## EXERCISE DETAILS
Take the lines below from the first through the one that contains "pub mod domain;" and copy them exactly.

─── DATA RECORDS ───

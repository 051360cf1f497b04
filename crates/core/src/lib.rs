//! # Autopilot Core
//!
//! Multi-agent task orchestration: pick a task, plan it, fan it out to a
//! bounded pool of code-writing agents, gate the result through review,
//! apply the surviving patches, commit, and remember what happened.
//!
//! ## Architecture
//!
//! - `agents/` - One wrapper per agent: prompt template + one generation call
//! - `decode` - Shared response decoder (fences, sentinels, JSON, diffs)
//! - `domain/` - Task, plan, review and patch types
//! - `memory/` - Cross-run project memory (JSON file)
//! - `swarm/` - Orchestrator, worker pool, message bus, run state machine
//! - `tools/` - Workspace scanner, diff applier, git committer
//!
//! ## Usage
//!
//! ```rust,ignore
//! use autopilot_core::config::OrchestratorConfig;
//! use autopilot_core::swarm::{Collaborators, MessageBus, Orchestrator};
//! use std::sync::Arc;
//!
//! let config = OrchestratorConfig::load(root)?;
//! let collaborators = Collaborators::production(&config);
//! let orchestrator = Orchestrator::new(config, collaborators, Arc::new(MessageBus::new()));
//! let report = orchestrator.run_once(root).await;
//! ```

pub mod agents;
pub mod config;
pub mod decode;
pub mod domain;
pub mod error;
pub mod llm;
pub mod memory;
pub mod models;
pub mod swarm;
pub mod tools;

#[cfg(test)]
pub(crate) mod testing;
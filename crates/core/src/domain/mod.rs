//! # Domain Records
//!
//! The records that flow through one run: the selected [`Task`], the
//! Architect's [`ArchitecturePlan`], worker [`AgentOutput`]s collected in a
//! [`ResultTable`], and the Reviewer's [`Review`].

pub mod output;
pub mod plan;
pub mod review;
pub mod task;

pub use output::{AgentOutput, Patch, ResultTable};
pub use plan::{ArchitecturePlan, TechStack};
pub use review::{IssueSeverity, Review, ReviewIssue};
pub use task::{Effort, Priority, Task, TaskType};
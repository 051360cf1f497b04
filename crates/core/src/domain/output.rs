//! # Agent Output
//!
//! What a patch-producing agent hands back, and the per-run table the
//! orchestrator keeps them in.

use crate::agents::AgentKind;
use serde::{Deserialize, Serialize};
use std::collections::BTreeMap;

/// Raw unified-diff text, already stripped of code fences
#[derive(Debug, Clone, Serialize, Deserialize, PartialEq, Eq)]
#[serde(transparent)]
pub struct Patch(String);

impl Patch {
    pub fn new(diff: impl Into<String>) -> Self {
        Self(diff.into())
    }

    pub fn as_str(&self) -> &str {
        &self.0
    }

    /// Paths touched by this patch, taken from `+++` headers
    pub fn touched_files(&self) -> Vec<String> {
        self.0
            .lines()
            .filter_map(|l| l.strip_prefix("+++ "))
            .map(|p| p.split('\t').next().unwrap_or(p).trim())
            .filter(|p| *p != "/dev/null")
            .map(|p| p.strip_prefix("b/").unwrap_or(p).to_string())
            .collect()
    }
}

/// Result of one patch-producing agent
#[derive(Debug, Clone, Serialize, Deserialize, PartialEq, Eq)]
#[serde(tag = "kind", content = "diff", rename_all = "snake_case")]
pub enum AgentOutput {
    Patch(Patch),
    NoChange,
}

impl AgentOutput {
    pub fn patch(&self) -> Option<&Patch> {
        match self {
            AgentOutput::Patch(p) => Some(p),
            AgentOutput::NoChange => None,
        }
    }

    pub fn is_change(&self) -> bool {
        matches!(self, AgentOutput::Patch(_))
    }
}

/// Outputs of one run keyed by agent.
///
/// Iteration follows `AgentKind`'s ordering, which is the fixed order
/// patches are applied in. Entries are never replaced once recorded.
#[derive(Debug, Clone, Default, Serialize)]
pub struct ResultTable {
    entries: BTreeMap<AgentKind, AgentOutput>,
}

impl ResultTable {
    pub fn new() -> Self {
        Self::default()
    }

    /// Record an agent's output; a second write for the same agent is ignored
    pub fn record(&mut self, agent: AgentKind, output: AgentOutput) {
        self.entries.entry(agent).or_insert(output);
    }

    pub fn get(&self, agent: AgentKind) -> Option<&AgentOutput> {
        self.entries.get(&agent)
    }

    pub fn iter(&self) -> impl Iterator<Item = (AgentKind, &AgentOutput)> {
        self.entries.iter().map(|(k, v)| (*k, v))
    }

    /// Non-empty patches in application order
    pub fn patches(&self) -> Vec<(AgentKind, &Patch)> {
        self.entries
            .iter()
            .filter_map(|(k, v)| v.patch().map(|p| (*k, p)))
            .collect()
    }

    pub fn change_count(&self) -> usize {
        self.entries.values().filter(|v| v.is_change()).count()
    }

    pub fn len(&self) -> usize {
        self.entries.len()
    }

    pub fn is_empty(&self) -> bool {
        self.entries.is_empty()
    }
}
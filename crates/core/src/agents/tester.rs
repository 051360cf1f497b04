//! # Test Engineer
//!
//! Writes tests for the task's acceptance criteria.

use super::{render_files, render_task, AgentKind, WorkerAgent, WorkerInput};

pub struct TesterAgent;

impl WorkerAgent for TesterAgent {
    fn kind(&self) -> AgentKind {
        AgentKind::Tester
    }

    fn prompt(&self, input: &WorkerInput) -> String {
        let frameworks: Vec<&str> = input.plan.tech_stack.testing.iter().map(String::as_str).collect();
        let frameworks = if frameworks.is_empty() {
            "the project's existing test setup".to_string()
        } else {
            frameworks.join(", ")
        };

        format!(
            "Task:\n{}\n\nTest with: {}\n\nSource files:\n{}\nWrite tests covering the acceptance criteria.",
            render_task(&input.task),
            frameworks,
            render_files(&input.files)
        )
    }
}
//! # Architect
//!
//! Turns the selected task into the plan every worker follows, then
//! broadcasts it on the message bus. Required: a missing plan aborts the run.

use super::{render_task, AgentContext, AgentKind};
use crate::decode::{DecodeError, Decoded};
use crate::domain::{ArchitecturePlan, Task};
use crate::error::AgentError;
use crate::memory::ProjectMemory;
use crate::swarm::bus::Message;

pub struct Architect;

impl Architect {
    pub const KIND: AgentKind = AgentKind::Architect;

    pub async fn plan(
        ctx: &AgentContext,
        task: &Task,
        memory: &ProjectMemory,
    ) -> Result<ArchitecturePlan, AgentError> {
        let prompt = Self::prompt(task, memory);
        let plan = match ctx.generate_record::<ArchitecturePlan>(Self::KIND, &prompt).await? {
            Decoded::Value(plan) => plan,
            // The Architect has no sentinel, so this only happens on an empty reply
            Decoded::NoChange => {
                return Err(AgentError::Decode {
                    agent: Self::KIND,
                    source: DecodeError::Empty,
                })
            }
        };

        let summary = if plan.architecture_pattern.is_empty() {
            format!("Architecture plan ready for '{}'", task.title)
        } else {
            format!(
                "Architecture plan ready for '{}': {}",
                task.title, plan.architecture_pattern
            )
        };
        ctx.bus().publish(
            Message::broadcast(Self::KIND.id(), summary)
                .with_data(serde_json::to_value(&plan).unwrap_or_default()),
        );

        Ok(plan)
    }

    fn prompt(task: &Task, memory: &ProjectMemory) -> String {
        let stack = if memory.tech_stack.is_empty() {
            "(not recorded yet)".to_string()
        } else {
            memory.tech_stack.join(", ")
        };
        let architecture = memory
            .architecture
            .as_deref()
            .unwrap_or("(not recorded yet)");
        let decisions = if memory.decisions.is_empty() {
            "(none)".to_string()
        } else {
            memory
                .decisions
                .iter()
                .map(|d| format!("- {}", d))
                .collect::<Vec<_>>()
                .join("\n")
        };

        format!(
            "Task:\n{}\n\nRecorded tech stack: {}\nRecorded architecture: {}\nPrior decisions:\n{}",
            render_task(task),
            stack,
            architecture,
            decisions
        )
    }
}

#[cfg(test)]
mod tests {
    use super::*;
    use crate::domain::TaskType;
    use crate::testing::{context_with, ScriptedGenerator};

    #[tokio::test]
    async fn test_plan_is_broadcast() {
        let gen = ScriptedGenerator::new().respond(
            AgentKind::Architect,
            r#"{"architecturePattern": "layered", "decisions": ["Use axum"]}"#,
        );
        let ctx = context_with(gen);
        let mut inbox = ctx.bus().subscribe("tester");

        let plan = Architect::plan(
            &ctx,
            &Task::new("Add API", TaskType::Feature),
            &ProjectMemory::bootstrap("demo"),
        )
        .await
        .unwrap();

        assert_eq!(plan.architecture_pattern, "layered");
        let message = inbox.try_recv().unwrap();
        assert_eq!(message.from, "architect");
        assert!(message.is_broadcast());
        assert!(message.text.contains("layered"));
        assert_eq!(message.data.unwrap()["decisions"][0], "Use axum");
    }

    #[tokio::test]
    async fn test_garbage_is_fatal_error() {
        let gen = ScriptedGenerator::new().respond(AgentKind::Architect, "no idea");
        let ctx = context_with(gen);

        let err = Architect::plan(
            &ctx,
            &Task::new("Add API", TaskType::Feature),
            &ProjectMemory::bootstrap("demo"),
        )
        .await
        .unwrap_err();
        assert_eq!(err.agent(), AgentKind::Architect);
    }

    #[test]
    fn test_prompt_includes_memory_context() {
        let mut memory = ProjectMemory::bootstrap("demo");
        memory.tech_stack = vec!["rust".into()];
        memory.decisions = vec!["JSON storage".into()];

        let prompt = Architect::prompt(&Task::new("Add API", TaskType::Feature), &memory);
        assert!(prompt.contains("Recorded tech stack: rust"));
        assert!(prompt.contains("- JSON storage"));
    }
}
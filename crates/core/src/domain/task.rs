//! # Task
//!
//! The unit of work picked by the Task-Selector. Immutable once selected.

use serde::{Deserialize, Serialize};

/// Kind of work a task represents
#[derive(Debug, Clone, Copy, Serialize, Deserialize, PartialEq, Eq, Hash)]
#[serde(rename_all = "lowercase")]
pub enum TaskType {
    Feature,
    Bugfix,
    Refactor,
    Test,
    Docs,
}

impl TaskType {
    /// Conventional-commit prefix for this kind of change
    pub fn commit_prefix(&self) -> &'static str {
        match self {
            TaskType::Feature => "feat",
            TaskType::Bugfix => "fix",
            TaskType::Refactor => "refactor",
            TaskType::Test => "test",
            TaskType::Docs => "docs",
        }
    }
}

#[derive(Debug, Clone, Copy, Serialize, Deserialize, PartialEq, Eq, PartialOrd, Ord, Hash)]
#[serde(rename_all = "lowercase")]
pub enum Priority {
    Critical,
    High,
    Medium,
    Low,
}

#[derive(Debug, Clone, Copy, Serialize, Deserialize, PartialEq, Eq, Hash)]
#[serde(rename_all = "lowercase")]
pub enum Effort {
    Small,
    Medium,
    Large,
}

/// A selected unit of work
#[derive(Debug, Clone, Serialize, Deserialize, PartialEq, Eq)]
#[serde(rename_all = "camelCase")]
pub struct Task {
    pub title: String,
    pub description: String,
    #[serde(rename = "type")]
    pub task_type: TaskType,
    pub priority: Priority,
    pub estimated_effort: Effort,
    #[serde(default)]
    pub dependencies: Vec<String>,
    #[serde(default)]
    pub files_to_create: Vec<String>,
    #[serde(default)]
    pub files_to_modify: Vec<String>,
    #[serde(default)]
    pub acceptance_criteria: Vec<String>,
}

impl Task {
    /// Minimal task, mostly useful for tests and the CLI
    pub fn new(title: impl Into<String>, task_type: TaskType) -> Self {
        Self {
            title: title.into(),
            description: String::new(),
            task_type,
            priority: Priority::Medium,
            estimated_effort: Effort::Medium,
            dependencies: Vec::new(),
            files_to_create: Vec::new(),
            files_to_modify: Vec::new(),
            acceptance_criteria: Vec::new(),
        }
    }

    /// One-line commit subject for this task
    pub fn commit_message(&self) -> String {
        format!("{}: {}", self.task_type.commit_prefix(), self.title.trim())
    }
}
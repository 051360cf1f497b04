//! # Orchestrator Configuration
//!
//! Read from `<workspace>/.autopilot/config.json` when present. Every field
//! has a default so a partial file is fine.

use crate::models::ModelConfig;
use anyhow::{Context, Result};
use serde::{Deserialize, Serialize};
use std::path::{Path, PathBuf};
use std::time::Duration;

/// Runtime directory name inside the workspace
pub const RUNTIME_DIR: &str = ".autopilot";

/// Hard upper bound on tasks per continuous invocation
pub const AUTOPILOT_TASK_CEILING: usize = 10;

/// Name of the runtime directory, overridable with `AUTOPILOT_RUNTIME_DIR`
pub fn runtime_dir_name() -> String {
    std::env::var("AUTOPILOT_RUNTIME_DIR").unwrap_or_else(|_| RUNTIME_DIR.to_string())
}

/// Runtime directory for a workspace
pub fn runtime_path(workspace: &Path) -> PathBuf {
    workspace.join(runtime_dir_name())
}

#[derive(Debug, Clone, Serialize, Deserialize)]
#[serde(default)]
pub struct OrchestratorConfig {
    /// Worker pool bound
    pub max_concurrency: usize,
    /// Treat not-approved reviews as approved instead of asking a human
    pub autopilot: bool,
    /// Safety ceiling for continuous mode
    pub max_autopilot_tasks: usize,
    /// Pause between consecutive continuous runs
    pub autopilot_pause_ms: u64,
    /// Per-call timeout for the text-generation service
    pub call_timeout_secs: u64,
    /// File-count ceiling for workspace scans
    pub max_scan_files: usize,
    /// Files larger than this are left out of scans
    pub max_file_bytes: u64,
    /// Memory document, relative to the workspace
    pub memory_file: PathBuf,
    /// Commit applied patches
    pub commit_changes: bool,
    /// Provider and model for the text-generation backend
    pub model: ModelConfig,
}

impl Default for OrchestratorConfig {
    fn default() -> Self {
        Self {
            max_concurrency: 5,
            autopilot: false,
            max_autopilot_tasks: AUTOPILOT_TASK_CEILING,
            autopilot_pause_ms: 2_000,
            call_timeout_secs: 180,
            max_scan_files: 30,
            max_file_bytes: 64 * 1024,
            memory_file: PathBuf::from(runtime_dir_name()).join("memory.json"),
            commit_changes: true,
            model: ModelConfig::default(),
        }
    }
}

impl OrchestratorConfig {
    /// Path of the optional config file for a workspace
    pub fn file_path(workspace: &Path) -> PathBuf {
        runtime_path(workspace).join("config.json")
    }

    /// Load the workspace config, falling back to defaults when absent
    pub fn load(workspace: &Path) -> Result<Self> {
        let path = Self::file_path(workspace);
        if !path.exists() {
            return Ok(Self::default());
        }

        let content = std::fs::read_to_string(&path)
            .with_context(|| format!("Failed to read config file: {}", path.display()))?;
        serde_json::from_str(&content)
            .with_context(|| format!("Failed to parse config file: {}", path.display()))
    }

    /// Worker pool bound, never below one
    pub fn concurrency(&self) -> usize {
        self.max_concurrency.max(1)
    }

    pub fn call_timeout(&self) -> Duration {
        Duration::from_secs(self.call_timeout_secs.max(1))
    }

    pub fn autopilot_pause(&self) -> Duration {
        Duration::from_millis(self.autopilot_pause_ms)
    }

    /// Effective task cap for a continuous invocation
    pub fn task_cap(&self, requested: usize) -> usize {
        requested
            .min(self.max_autopilot_tasks)
            .min(AUTOPILOT_TASK_CEILING)
    }

    /// Absolute memory file path for a workspace
    pub fn memory_path(&self, workspace: &Path) -> PathBuf {
        if self.memory_file.is_absolute() {
            self.memory_file.clone()
        } else {
            workspace.join(&self.memory_file)
        }
    }
}

#[cfg(test)]
mod tests {
    use super::*;

    #[test]
    fn test_defaults() {
        let config = OrchestratorConfig::default();
        assert_eq!(config.max_concurrency, 5);
        assert_eq!(config.max_autopilot_tasks, 10);
        assert!(!config.autopilot);
        assert!(config.commit_changes);
    }

    #[test]
    fn test_concurrency_clamped() {
        let config = OrchestratorConfig {
            max_concurrency: 0,
            ..OrchestratorConfig::default()
        };
        assert_eq!(config.concurrency(), 1);
    }

    #[test]
    fn test_task_cap() {
        let config = OrchestratorConfig::default();
        assert_eq!(config.task_cap(3), 3);
        assert_eq!(config.task_cap(50), AUTOPILOT_TASK_CEILING);

        let tight = OrchestratorConfig {
            max_autopilot_tasks: 2,
            ..OrchestratorConfig::default()
        };
        assert_eq!(tight.task_cap(5), 2);
    }

    #[test]
    fn test_partial_file_uses_defaults() {
        let dir = tempfile::tempdir().unwrap();
        let path = OrchestratorConfig::file_path(dir.path());
        std::fs::create_dir_all(path.parent().unwrap()).unwrap();
        std::fs::write(&path, r#"{"max_concurrency": 2, "autopilot": true}"#).unwrap();

        let config = OrchestratorConfig::load(dir.path()).unwrap();
        assert_eq!(config.max_concurrency, 2);
        assert!(config.autopilot);
        assert_eq!(config.max_scan_files, 30);
    }

    #[test]
    fn test_missing_file_is_default() {
        let dir = tempfile::tempdir().unwrap();
        let config = OrchestratorConfig::load(dir.path()).unwrap();
        assert_eq!(config.max_concurrency, 5);
    }

    #[test]
    fn test_memory_path_relative_to_workspace() {
        let config = OrchestratorConfig::default();
        let path = config.memory_path(Path::new("/work"));
        assert_eq!(path, PathBuf::from("/work/.autopilot/memory.json"));
    }
}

───

## OUTPUT BELOW
repository 051360cf1f497b04
filename crates/core/src/lib.rs
//! # Autopilot Core
//!
//! Multi-agent task orchestration: pick a task, plan it, fan it out to a
//! bounded pool of code-writing agents, gate the result through review,
//! apply the surviving patches, commit, and remember what happened.
//!
//! ## Architecture
//!
//! - `agents/` - One wrapper per agent: prompt template + one generation call
//! - `decode` - Shared response decoder (fences, sentinels, JSON, diffs)
//! - `domain/` - Task, plan, review and patch types
//! - `memory/` - Cross-run project memory (JSON file)
//! - `swarm/` - Orchestrator, worker pool, message bus, run state machine
//! - `tools/` - Workspace scanner, diff applier, git committer
//!
//! ## Usage
//!
//! ```rust,ignore
//! use autopilot_core::config::OrchestratorConfig;
//! use autopilot_core::swarm::{Collaborators, MessageBus, Orchestrator};
//! use std::sync::Arc;
//!
//! let config = OrchestratorConfig::load(root)?;
//! let collaborators = Collaborators::production(&config);
//! let orchestrator = Orchestrator::new(config, collaborators, Arc::new(MessageBus::new()));
//! let report = orchestrator.run_once(root).await;
//! ```

pub mod agents;
pub mod config;
pub mod decode;
pub mod domain;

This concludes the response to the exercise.